在三维（3D）视频系统中，当合成虚拟视图视频通过压缩多视图视频和深度视频渲染时，时间闪烁失真是最恼人的噪声之一。为了评估合成视图视频质量并进一步优化三维视频系统中的压缩技术，亟需能够准确测量闪烁失真的客观视频质量评估。本文针对合成三维视频提出了一种基于全参考稀疏表示的视频质量评估方法。首先，合成视频被视为具有空间（X-Y）域和时间（T）域的三维体数据，被重构并分解为多个空间上相邻的时间层，即 X-T 或 Y-T 平面。合成视频时间层的梯度特征和深度图的强边缘是检测闪烁失真的关键特征。其次，对时间层进行字典学习和稀疏表示，从而有效地表示时间闪烁失真。第三，使用秩集合方法集合所有时间层得分，得到闪烁失真的得分。最后，将时间闪烁失真测量与传统的空间失真测量相结合，评估合成三维视频的质量。合成视频质量数据库的实验结果表明，我们提出的方法明显优于其他最先进的方法，尤其是在深度视频引起的视图合成失真方面。

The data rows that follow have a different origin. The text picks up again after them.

//! Lineage resolver.
//!
//! Depth-first expansion of a view's SQL into the set of catalog objects it
//! transitively references. The traversal runs on an explicit stack so depth
//! is bounded by heap, not by the call stack, and an object already on the
//! current expansion path is never expanded again, so circular view
//! definitions terminate.

use std::collections::HashSet;
use std::sync::Arc;

use tracing::{debug, info, instrument, warn};
use viewgrant_core::{CatalogObjectRef, LineageSet, ObjectKind, ResolutionError};
use viewgrant_gateway::CatalogGateway;

use crate::cache::ResolverCache;
use crate::definition::decode_view_definition;
use crate::sql::extract_table_references;

/// What one catalog object contributes to the traversal.
enum Expansion {
    /// Missing from the catalog, or the lookup failed. Excluded, not expanded.
    Unresolved,
    /// A table: included, nothing to expand.
    Leaf,
    /// A view: included, and these references are expanded next.
    View(Vec<CatalogObjectRef>),
}

struct Frame {
    object: CatalogObjectRef,
    pending: Vec<CatalogObjectRef>,
}

/// Resolves the dependency closure of tables and views.
#[derive(Clone)]
pub struct LineageResolver {
    catalog: Arc<dyn CatalogGateway>,
}

impl std::fmt::Debug for LineageResolver {
    fn fmt(&self, f: &mut std::fmt::Formatter<'_>) -> std::fmt::Result {
        f.debug_struct("LineageResolver").finish_non_exhaustive()
    }
}

impl LineageResolver {
    pub fn new(catalog: Arc<dyn CatalogGateway>) -> Self {
        Self { catalog }
    }

    /// Resolve every object `root` depends on, excluding `root` itself.
    ///
    /// Tables, missing objects and failed lookups resolve to the empty set.
    /// A view whose stored definition cannot be decoded anywhere in the
    /// closure aborts the whole call. Decoded SQL that does not even tokenize
    /// only stops expansion below that view.
    #[instrument(skip(self), fields(root = %root))]
    pub async fn resolve(&self, root: &CatalogObjectRef) -> Result<LineageSet, ResolutionError> {
        let mut cache = ResolverCache::new();
        let mut lineage = LineageSet::new();

        let root_refs = match self.expand(&mut cache, root).await? {
            Expansion::View(refs) => refs,
            Expansion::Leaf | Expansion::Unresolved => {
                debug!("Root is not a view, no dependencies");
                return Ok(lineage);
            }
        };

        let mut on_path: HashSet<CatalogObjectRef> = HashSet::new();
        let mut expanded: HashSet<CatalogObjectRef> = HashSet::new();
        let mut stack = vec![Frame {
            object: root.clone(),
            pending: root_refs,
        }];
        on_path.insert(root.clone());

        loop {
            let next = match stack.last_mut() {
                Some(frame) => frame.pending.pop(),
                None => break,
            };

            let Some(next) = next else {
                if let Some(done) = stack.pop() {
                    on_path.remove(&done.object);
                    expanded.insert(done.object);
                }
                continue;
            };

            if on_path.contains(&next) {
                debug!(object = %next, "Circular reference, branch terminated");
                continue;
            }
            if expanded.contains(&next) {
                continue;
            }

            match self.expand(&mut cache, &next).await? {
                Expansion::Unresolved => {}
                Expansion::Leaf => {
                    lineage.insert(next);
                }
                Expansion::View(refs) => {
                    lineage.insert(next.clone());
                    on_path.insert(next.clone());
                    stack.push(Frame {
                        object: next,
                        pending: refs,
                    });
                }
            }
        }

        info!(
            dependencies = lineage.len(),
            fetched = cache.len(),
            cache_hits = cache.hits(),
            "Lineage resolved"
        );
        Ok(lineage)
    }

    async fn expand(
        &self,
        cache: &mut ResolverCache,
        object: &CatalogObjectRef,
    ) -> Result<Expansion, ResolutionError> {
        let fetched = match cache.fetch(self.catalog.as_ref(), object).await {
            Ok(fetched) => fetched,
            Err(_) => return Ok(Expansion::Unresolved),
        };

        match fetched.kind {
            ObjectKind::Unknown => Ok(Expansion::Unresolved),
            ObjectKind::Table => Ok(Expansion::Leaf),
            ObjectKind::View => {
                let stored = fetched.definition.as_deref().ok_or_else(|| {
                    ResolutionError::MalformedDefinition {
                        object: object.clone(),
                        reason: "view has no stored definition".to_string(),
                    }
                })?;
                let sql = decode_view_definition(object, stored)?;
                let references = match extract_table_references(&sql) {
                    Ok(references) => references,
                    Err(reason) => {
                        // Included, but its dependencies are unknown.
                        warn!(object = %object, %reason, "View SQL does not parse, not expanding");
                        return Ok(Expansion::View(Vec::new()));
                    }
                };

                // Reverse so the stack pops references in sorted order.
                Ok(Expansion::View(
                    references
                        .iter()
                        .rev()
                        .map(|reference| reference.resolve(object))
                        .collect(),
                ))
            }
        }
    }
}

#[cfg(test)]
mod tests {
    use super::*;
    use crate::definition::encode_view_definition;
    use viewgrant_gateway::MockCatalog;

    const CATALOG: &str = "111111111111";

    fn obj(db: &str, name: &str) -> CatalogObjectRef {
        CatalogObjectRef::new(CATALOG, db, name)
    }

    fn resolver(catalog: &Arc<MockCatalog>) -> LineageResolver {
        LineageResolver::new(catalog.clone())
    }

    #[tokio::test]
    async fn test_table_root_has_no_dependencies() {
        let catalog = Arc::new(MockCatalog::new());
        catalog.insert_table(obj("sales", "orders"));
        let lineage = resolver(&catalog).resolve(&obj("sales", "orders")).await.expect("ok");
        assert!(lineage.is_empty());
    }

    #[tokio::test]
    async fn test_missing_root_has_no_dependencies() {
        let catalog = Arc::new(MockCatalog::new());
        let lineage = resolver(&catalog).resolve(&obj("sales", "ghost")).await.expect("ok");
        assert!(lineage.is_empty());
    }

    #[tokio::test]
    async fn test_missing_reference_is_excluded() {
        let catalog = Arc::new(MockCatalog::new());
        catalog.insert_view(
            obj("sales", "v"),
            encode_view_definition("SELECT * FROM orders JOIN ghost ON orders.id = ghost.id"),
        );
        catalog.insert_table(obj("sales", "orders"));

        let lineage = resolver(&catalog).resolve(&obj("sales", "v")).await.expect("ok");
        assert_eq!(lineage.into_vec(), vec![obj("sales", "orders")]);
    }

    #[tokio::test]
    async fn test_failed_lookup_excludes_only_that_branch() {
        let catalog = Arc::new(MockCatalog::new());
        catalog.insert_view(
            obj("sales", "v"),
            encode_view_definition("SELECT * FROM a JOIN b ON a.id = b.id"),
        );
        catalog.insert_table(obj("sales", "a"));
        catalog.insert_table(obj("sales", "b"));
        catalog.fail_on(obj("sales", "a"));

        let lineage = resolver(&catalog).resolve(&obj("sales", "v")).await.expect("ok");
        assert_eq!(lineage.into_vec(), vec![obj("sales", "b")]);
    }

    #[tokio::test]
    async fn test_view_without_definition_is_malformed() {
        let catalog = Arc::new(MockCatalog::new());
        catalog.insert(viewgrant_core::CatalogObject {
            reference: obj("sales", "v"),
            kind: ObjectKind::View,
            definition: None,
        });
        let err = resolver(&catalog).resolve(&obj("sales", "v")).await.unwrap_err();
        assert!(matches!(err, ResolutionError::MalformedDefinition { .. }));
    }

    #[tokio::test]
    async fn test_self_referencing_view_terminates() {
        let catalog = Arc::new(MockCatalog::new());
        catalog.insert_view(
            obj("sales", "v"),
            encode_view_definition("SELECT * FROM v UNION ALL SELECT * FROM orders"),
        );
        catalog.insert_table(obj("sales", "orders"));

        let lineage = resolver(&catalog).resolve(&obj("sales", "v")).await.expect("ok");
        assert_eq!(lineage.into_vec(), vec![obj("sales", "orders")]);
        assert_eq!(catalog.get_count(&obj("sales", "v")), 1);
    }
}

本文章由计算机程序翻译，如有差异，请以英文原文为准。

求助全文

约1分钟内获得全文求助全文

来源期刊

IEEE Transactions on Image Processing 工程技术-工程：电子与电气

CiteScore

20.90

自引率

6.60%

发文量

774

审稿时长

7.6 months

期刊介绍： The IEEE Transactions on Image Processing delves into groundbreaking theories, algorithms, and structures concerning the generation, acquisition, manipulation, transmission, scrutiny, and presentation of images, video, and multidimensional signals across diverse applications. Topics span mathematical, statistical, and perceptual aspects, encompassing modeling, representation, formation, coding, filtering, enhancement, restoration, rendering, halftoning, search, and analysis of images, video, and multidimensional signals. Pertinent applications range from image and video communications to electronic imaging, biomedical imaging, image and video systems, and remote sensing.